What happens to my pension if I separate or divorce?

pension on divorce Liz Cowell

What happens to my pension if I separate or divorce?

When married couples separate, the divorce itself is intended to be a straight forward procedure, even more so when no fault divorce is made law. But with divorce comes the issue of resolving your financial arrangements. Partner Liz Cowell explains.

Everything relevant is considered: the assets of the marriage, which might be the matrimonial home and/or other properties – perhaps a holiday home – any business interests, savings, investments and, of course, pensions.

Pensions can be the most valuable asset on divorce, particularly if one or both of the parties are members of a Final Salary/Defined Benefit Pension Scheme, as these provide specific benefits based upon salary and service, as opposed to a Money Purchase arrangement, where a member will receive benefits retained in an invested “pot” to which contributions have been invested over time.

In fact there are a number of different types of pension, and they can include complicated investment schemes which are, frankly, outside most individuals’ understanding and as a result likely to cause a great deal of confusion. Those who don’t seek guidance from an expert can find themselves being given incorrect and misleading advice from the most well-meaning of friends and acquaintances. If you base your claim on this type of misinformation, you run the risk of grossly under-settling. Always, always get expert advice.

What is offsetting?

In fact, it is very important to get advice at an early stage – even if you and your spouse are broadly in agreement regarding other matters – about financial arrangements after divorce, including how the courts are likely to deal with the pensions as part of any overall financial settlement.  There are various options available to the non-pension member, who may benefit from their spouse’s pension fund built up during the relationship, including Pension Sharing or Attachment Orders, or offsetting against other assets, such as savings or equity in a family property.

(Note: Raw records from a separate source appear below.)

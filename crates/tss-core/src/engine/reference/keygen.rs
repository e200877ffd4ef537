//! Feldman-VSS distributed key generation

use super::messages::{decode_point, decode_scalar, encode_point, encode_scalar, WireMessage};
use super::{lock, Outbox};
use crate::engine::{EngineConfig, EngineEvent, EngineInstance, EventStream, PhaseOutput};
use crate::types::{KeyMaterial, PartyIdentity, Phase, ProtocolMessage};
use crate::{Error, Result};
use k256::{elliptic_curve::Field, ProjectivePoint, Scalar};
use rand::rngs::OsRng;
use std::collections::HashMap;
use std::sync::Mutex;
use tracing::{debug, warn};

#[derive(Default)]
struct KeygenState {
    /// Commitments per party id
    commitments: HashMap<String, Vec<ProjectivePoint>>,
    /// Shares addressed to this party, per sender id
    shares: HashMap<String, Scalar>,
    started: bool,
    finished: bool,
}

pub(super) struct KeygenInstance {
    config: EngineConfig,
    outbox: Outbox,
    state: Mutex<KeygenState>,
}

impl KeygenInstance {
    pub(super) fn new(config: EngineConfig) -> Self {
        Self {
            config,
            outbox: Outbox::new(),
            state: Mutex::new(KeygenState::default()),
        }
    }

    fn is_party(&self, id: &str) -> bool {
        self.config.parties.iter().any(|party| party.id == id)
    }

    /// Complete once every party's commitments and share are in
    fn try_finish(&self, state: &mut KeygenState) {
        let n = self.config.parties.len();
        if !state.started
            || state.finished
            || state.commitments.len() < n
            || state.shares.len() < n
        {
            return;
        }
        state.finished = true;

        let x = self.config.local.scalar();
        let mut secret = Scalar::ZERO;
        let mut public_key = ProjectivePoint::IDENTITY;

        for party in &self.config.parties {
            let (Some(commitments), Some(share)) = (
                state.commitments.get(&party.id),
                state.shares.get(&party.id),
            ) else {
                return;
            };

            if ProjectivePoint::GENERATOR * share != evaluate_commitments(commitments, &x) {
                warn!(from = %party.id, "Keygen share does not match its commitments");
                self.outbox.emit(EngineEvent::Failed(Error::Engine(format!(
                    "share from {} does not match its commitments",
                    party.id
                ))));
                return;
            }

            secret += share;
            public_key += commitments[0];
        }

        let key = KeyMaterial {
            party_id: self.config.local.id.clone(),
            threshold: self.config.threshold,
            public_key: encode_point(&public_key),
            secret_share: secret.to_bytes().into(),
            parties: self.config.parties.clone(),
        };
        state.shares.clear();

        debug!(party = %self.config.local.id, "Keygen shares verified");
        self.outbox.emit(EngineEvent::Completed(PhaseOutput::Key(key)));
    }
}

impl EngineInstance for KeygenInstance {
    fn start(&self) -> Result<EventStream> {
        let stream = self.outbox.take_stream(Phase::Keygen)?;
        let local = &self.config.local;

        let mut rng = OsRng;
        let polynomial: Vec<Scalar> = (0..=self.config.threshold)
            .map(|_| Scalar::random(&mut rng))
            .collect();
        let commitments: Vec<ProjectivePoint> = polynomial
            .iter()
            .map(|coefficient| ProjectivePoint::GENERATOR * coefficient)
            .collect();

        let round1 = WireMessage::Commitments {
            commitments: commitments.iter().map(encode_point).collect(),
        };
        self.outbox.emit(EngineEvent::Outbound(ProtocolMessage::broadcast(
            local.clone(),
            round1.to_bytes()?,
        )));

        for party in &self.config.parties {
            if party.id == local.id {
                continue;
            }
            let share = evaluate_polynomial(&polynomial, &party.scalar());
            let round2 = WireMessage::Share {
                share: encode_scalar(&share),
            };
            self.outbox.emit(EngineEvent::Outbound(ProtocolMessage::direct(
                local.clone(),
                party.clone(),
                round2.to_bytes()?,
            )));
        }

        let mut state = lock(&self.state)?;
        let own_share = evaluate_polynomial(&polynomial, &local.scalar());
        state.commitments.insert(local.id.clone(), commitments);
        state.shares.insert(local.id.clone(), own_share);
        state.started = true;
        self.try_finish(&mut state);

        Ok(stream)
    }

    fn update_from_bytes(
        &self,
        payload: &[u8],
        from: &PartyIdentity,
        is_broadcast: bool,
    ) -> Result<bool> {
        let message = WireMessage::from_bytes(payload)?;
        if !self.is_party(&from.id) || from.id == self.config.local.id {
            return Ok(false);
        }

        let mut state = lock(&self.state)?;
        if state.finished {
            return Ok(true);
        }

        match message {
            WireMessage::Commitments { commitments } => {
                if !is_broadcast
                    || commitments.len() != self.config.threshold + 1
                    || state.commitments.contains_key(&from.id)
                {
                    return Ok(false);
                }
                let points = commitments
                    .iter()
                    .map(|bytes| decode_point(bytes))
                    .collect::<Result<Vec<_>>>()?;
                state.commitments.insert(from.id.clone(), points);
            }
            WireMessage::Share { share } => {
                if is_broadcast || state.shares.contains_key(&from.id) {
                    return Ok(false);
                }
                state.shares.insert(from.id.clone(), decode_scalar(&share)?);
            }
            WireMessage::Partial { .. } => return Ok(false),
        }

        self.try_finish(&mut state);
        Ok(true)
    }

    fn identity(&self) -> &PartyIdentity {
        &self.config.local
    }
}

/// Evaluate `f(x)` by Horner's rule
fn evaluate_polynomial(coefficients: &[Scalar], x: &Scalar) -> Scalar {
    coefficients
        .iter()
        .rev()
        .fold(Scalar::ZERO, |acc, coefficient| acc * x + coefficient)
}

/// Evaluate `f(x)·G` from the commitments `a_k·G`
fn evaluate_commitments(commitments: &[ProjectivePoint], x: &Scalar) -> ProjectivePoint {
    commitments
        .iter()
        .rev()
        .fold(ProjectivePoint::IDENTITY, |acc, commitment| {
            acc * x + commitment
        })
}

Offsetting is fraught with potential difficulties and individuals can underestimate what a pension fund is worth, instead accepting a smaller cash sum now rather than a specific portion of the pension fund designed to provide a retirement income for the remainder of a recipient’s life.

In more complicated cases, particularly where the pension is already in payment due to retirement or ill health, it is common for us to advise that you seek advice from a pension expert – an actuary – who will provide a report about the different pension needs of both parties ,and the options within the court process. The conclusions of such reports are critical in informing the court about how issues in relation to pensions should be resolved.  Again, we must emphasise how very important it is, from the outset, that you have a lawyer who is confident in his or her knowledge of pension issues.  The correct questions must be, asked and it may be necessary to challenge, vigorously, any conclusion, making certain your interests are properly protected.

Pensions and assets: what does the Family Court consider?

Because of the various options available for the division of pension assets upon divorce or dissolution, there are many myths surrounding them.

For example, the recipient of a Pension Sharing Order does not receive an immediate lump sum equivalent to the “share” and will likely have to wait until their 60″ birthday or such other time defined by the scheme in which the benefits or held, or are transferred, to realise any benefits. Further, if the person having their pension deducted has already retired, they will experience an immediate deduction in any income they are already receiving, even if the recipient might not receive theirs for several years because of age conditions. This in turn has an impact on the extent to which other financial orders can be met, for example maintenance provision.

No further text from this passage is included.